Im Jahr 2013 hat Barbara Thalheim ihr 40-jähriges Bühnenjubiläum gefeiert. Zum Fest gab es keine Jubel-Arie, sondern die CD „Zwischenspiel“ und eine Ausstellung in einem Kreuzberger Kiez-Club mit Platten und CD-Covern, Plakaten ihrer Programme, Briefen von Fans und Verrissen der Presse. Drei Jahre zuvor, in einem Alter, in dem andere in Rente gehen, war die Musikerin in ver.di eingetreten. Motiv: (linke) Heimstatt, Ziel: keinesfalls die Seniorengruppe. Auf „Zwischenspiel“ folgte „AltTag“.

„AltTag“ ist ein Gesamtkunstwerk mit Filmen und Fotos im Rücken der Band und der Sängerin auf dem Bühnenhintergrund. Sie nennt es eine „riesige technische und musikalische Herausforderung“: Ein extrem aufwändiges Projekt, mit dem sie versucht, „der Eindimensionalität des Barde-Seins zu entgehen“, also der medialen Verdichtung um uns herum ein kontrapunktisches Konzept entgegenzusetzen – wie Altwerden ist, was es sein kann und welche Bilder geweckt oder auch „überschrieben“ werden.
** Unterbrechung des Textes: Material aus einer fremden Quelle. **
use crate::utils::CancelToken;
use serde::Serialize;
use serde_json::{Map, Value};
use std::sync::Arc;
use std::thread::JoinHandle;
use std::time::Duration;

/// Hierarchical telemetry snapshot under construction.
///
/// Leaf records are serde-serialized values; child collectors nest under a
/// name, producing one self-describing tree per aggregation.
#[derive(Debug, Default, Clone)]
pub struct Collector {
    entries: Map<String, Value>,
}

impl Collector {
    /// Serialize `info` under `tag`.
    pub fn record<T: Serialize>(&mut self, tag: &str, info: &T) -> anyhow::Result<()> {
        self.entries
            .insert(tag.to_string(), serde_json::to_value(info)?);
        Ok(())
    }

    /// Attach a child snapshot under `name`. Empty children are kept: an
    /// empty branch still says the source was reachable.
    pub fn nest(&mut self, name: &str, child: Collector) {
        self.entries
            .insert(name.to_string(), Value::Object(child.entries));
    }

    pub fn is_empty(&self) -> bool {
        self.entries.is_empty()
    }

    pub fn len(&self) -> usize {
        self.entries.len()
    }

    pub fn get(&self, key: &str) -> Option<&Value> {
        self.entries.get(key)
    }

    pub fn into_value(self) -> Value {
        Value::Object(self.entries)
    }
}

/// Top-level application record of every snapshot.
#[derive(Debug, Clone, Serialize)]
pub struct AppInfo {
    pub state: String,
    pub busy: bool,
    pub error: bool,
    pub host: String,
}

/// Run bookkeeping attached alongside the application record.
#[derive(Debug, Clone, Copy, Default, Serialize)]
pub struct RunInfo {
    pub running: bool,
    pub run_number: u32,
    pub runtime_secs: u64,
}

/// Where this process runs; "unknown" when the OS will not say.
pub fn host_identity() -> String {
    hostname::get()
        .map(|h| h.to_string_lossy().into_owned())
        .unwrap_or_else(|_| "unknown".to_string())
}

/// Anything that can populate a collector on demand. The application
/// controller is the provider; the sampler only knows this seam.
pub trait StatsSource: Send + Sync + 'static {
    fn gather_stats(&self, collector: &mut Collector, level: u32);
}

/// Receiving end of periodic snapshots.
pub trait TelemetrySink: Send + Sync + 'static {
    fn deliver(&self, snapshot: Value) -> anyhow::Result<()>;
}

/// Sink that emits snapshots through the tracing pipeline.
#[derive(Debug, Default)]
pub struct LogSink;

impl TelemetrySink for LogSink {
    fn deliver(&self, snapshot: Value) -> anyhow::Result<()> {
        tracing::info!(target: "daqrt::telemetry", %snapshot);
        Ok(())
    }
}

/// Sampling cadence and detail level.
///
/// Environment variables: `DAQRT_TELEMETRY_INTERVAL` (seconds, default 10)
/// and `DAQRT_TELEMETRY_LEVEL` (default 1).
#[derive(Debug, Clone, Copy)]
pub struct TelemetrySettings {
    pub interval: Duration,
    pub level: u32,
}

impl TelemetrySettings {
    pub fn from_env() -> Self {
        let interval = std::env::var("DAQRT_TELEMETRY_INTERVAL")
            .ok()
            .and_then(|v| v.parse::<u64>().ok())
            .unwrap_or(10);
        let level = std::env::var("DAQRT_TELEMETRY_LEVEL")
            .ok()
            .and_then(|v| v.parse::<u32>().ok())
            .unwrap_or(1);

        Self {
            interval: Duration::from_secs(interval.max(1)),
            level,
        }
    }
}

impl Default for TelemetrySettings {
    fn default() -> Self {
        Self {
            interval: Duration::from_secs(10),
            level: 1,
        }
    }
}

/// Background thread pulling snapshots from a [`StatsSource`] into a
/// [`TelemetrySink`] on a fixed cadence until cancelled.
pub struct Sampler {
    cancel: CancelToken,
    join: Option<JoinHandle<()>>,
}

impl Sampler {
    pub fn start(
        source: Arc<dyn StatsSource>,
        sink: Arc<dyn TelemetrySink>,
        settings: TelemetrySettings,
        cancel: CancelToken,
    ) -> Self {
        let worker_cancel = cancel.clone();
        let join = std::thread::spawn(move || {
            while worker_cancel.sleep_cancellable(settings.interval) {
                let mut collector = Collector::default();
                source.gather_stats(&mut collector, settings.level);
                if let Err(e) = sink.deliver(collector.into_value()) {
                    tracing::error!("telemetry delivery failed: {e:#}");
                }
            }
        });

        Self {
            cancel,
            join: Some(join),
        }
    }

    /// Cancel and join the sampling thread.
    pub fn stop(mut self) {
        self.cancel.cancel();
        if let Some(join) = self.join.take() {
            let _ = join.join();
        }
    }
}

impl Drop for Sampler {
    fn drop(&mut self) {
        self.cancel.cancel();
        if let Some(join) = self.join.take() {
            let _ = join.join();
        }
    }
}

#[cfg(test)]
mod tests {
    use super::*;
    use parking_lot::Mutex;

    #[test]
    fn collector_builds_nested_tree() {
        let mut child = Collector::default();
        child
            .record("run", &RunInfo {
                running: true,
                run_number: 3,
                runtime_secs: 12,
            })
            .unwrap();

        let mut root = Collector::default();
        root.nest("global.daq0", child);
        assert!(!root.is_empty());
        assert_eq!(root.len(), 1);

        let value = root.into_value();
        assert_eq!(value["global.daq0"]["run"]["run_number"], 3);
        assert_eq!(value["global.daq0"]["run"]["running"], true);
    }

    struct CountingSource;

    impl StatsSource for CountingSource {
        fn gather_stats(&self, collector: &mut Collector, level: u32) {
            collector.record("level", &level).ok();
        }
    }

    struct VecSink(Mutex<Vec<Value>>);

    impl TelemetrySink for VecSink {
        fn deliver(&self, snapshot: Value) -> anyhow::Result<()> {
            self.0.lock().push(snapshot);
            Ok(())
        }
    }

    #[test]
    fn sampler_pulls_until_cancelled() {
        let sink = Arc::new(VecSink(Mutex::new(Vec::new())));
        let settings = TelemetrySettings {
            interval: Duration::from_millis(10),
            level: 2,
        };

        let sampler = Sampler::start(
            Arc::new(CountingSource),
            sink.clone(),
            settings,
            CancelToken::new_root(),
        );

        let deadline = std::time::Instant::now() + Duration::from_secs(2);
        while sink.0.lock().len() < 2 && std::time::Instant::now() < deadline {
            std::thread::sleep(Duration::from_millis(5));
        }
        sampler.stop();

        let delivered = sink.0.lock();
        assert!(delivered.len() >= 2);
        assert_eq!(delivered[0]["level"], 2);
    }
}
Altwerden ist gerade ihr großes Thema, aber es ist zugleich unser aller gesellschaftliches Problem. Thalheim packt es an, wie auf ihre Weise vielleicht derzeit nur Herman van Veen, den sie sehr schätzt. Ihr gelingt es: nie rührselig, in keinem Moment peinlich, einmalig visualisiert und Dank ihres unverwechselbaren Tons unter den Liedermachern einzigartig.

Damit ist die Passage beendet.